Fux se arrependeu da entrevista à Veja

O presidente do STF, Luiz Fux, se arrependeu da entrevista que deu à revista Veja.

Nas páginas amarelas da publicação, Fux afirmou que o julgamento das ações declaratórias de constitucionalidade 43, 44 e 54 teve “baixa densidade jurídica”.

O exame das ADCs em questão pelo plenário do Supremo, em novembro de 2019, resultaram na impossibilidade da execução da pena antes do trânsito em julgado.

Na prática, por maioria, os ministros da corte declaram ser constitucional o art. 283 do CPP, que espelha o texto da CF 88 que assenta o princípio da presunção da inocência.
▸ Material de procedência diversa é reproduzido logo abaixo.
//! `simulate_decision` — a dry run for a proposed decision: recalls related
//! context at complex-query depth and separates it into support, warnings,
//! and past conflicts before anything is written.

use serde_json::{json, Value};

use daemon_core::search::{Complexity, RetrieveParams};
use daemon_core::{Category, Engine};

use crate::error::DaemonResult;
use crate::tools::base_properties;
use crate::tools::util::str_field;

pub fn schema() -> Value {
    let mut properties = base_properties();
    properties["proposal"] = json!({
        "type": "string",
        "description": "The decision under consideration, written the way it would be inscribed."
    });
    json!({
        "type": "object",
        "properties": properties,
        "required": ["projectPath", "proposal"]
    })
}

pub fn execute(engine: &Engine, args: &Value) -> DaemonResult<Value> {
    let proposal = str_field(args, "proposal")?;
    let (results, _) = engine.recall(RetrieveParams {
        topic: proposal,
        auto_zoom: true,
        complexity_override: Some(Complexity::Complex),
        limit: Some(10),
        ..Default::default()
    })?;

    let warnings: Vec<_> = results.iter().filter(|r| r.memory.category == Category::Warning).collect();
    let conflicts: Vec<_> = results
        .iter()
        .filter(|r| r.memory.outcome.as_ref().is_some_and(|o| !o.worked))
        .collect();
    let supporting: Vec<_> = results
        .iter()
        .filter(|r| r.memory.category == Category::Pattern || r.memory.outcome.as_ref().is_some_and(|o| o.worked))
        .collect();

    let verdict = if !warnings.is_empty() || !conflicts.is_empty() {
        "caution"
    } else if !supporting.is_empty() {
        "supported"
    } else {
        "no precedent"
    };

    Ok(json!({
        "verdict": verdict,
        "warnings": warnings.iter().map(|r| &r.memory).collect::<Vec<_>>(),
        "conflicts": conflicts.iter().map(|r| &r.memory).collect::<Vec<_>>(),
        "supporting": supporting.iter().map(|r| &r.memory).collect::<Vec<_>>(),
        "relatedCount": results.len(),
    }))
}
“Ninguém poderá ser preso senão em flagrante delito ou por ordem escrita e fundamentada da autoridade judiciária competente, em decorrência de sentença condenatória transitada em julgado ou, no curso da investigação ou do processo, em virtude de prisão temporária ou prisão preventiva”, diz o dispositivo declarado constitucional pelo STF.

Indignado com a entrevista de Fux, na Veja, o ministro Marco Aurélio Mello encaminhou um ofício ao presidente do STF do qual destacamos o seguinte trecho:

“Ante a assertiva de Vossa Excelência, em entrevista às páginas amarelas da Revista Veja, edição 2704, de o pronunciamento do Supremo, sobre o tema prisão em segunda instância, ter sido “de baixa intensidade jurídica”, encaminho-lhe o voto proferido, a ementa e a ata de julgamento alusivos às ações declaratórias de constitucionalidade nº 43, 44 e 54. Faço-o por dever de ofício, porquanto autor do voto condutor.”

Pelo contundente ofício de Marco Aurélio, muito provavelmente, Fux já se arrependeu da “amarelada” na Veja.

Na referida entrevista, além de defender a retomada da discussão da prisão em segunda instância, o que seja insegurança jurídica, Luiz Fux ainda elogiou a Lava Jato e criticou o excesso de julgamento de habeas corpus pelo STF.

Em síntese, Fux foi Fux, e vice-versa.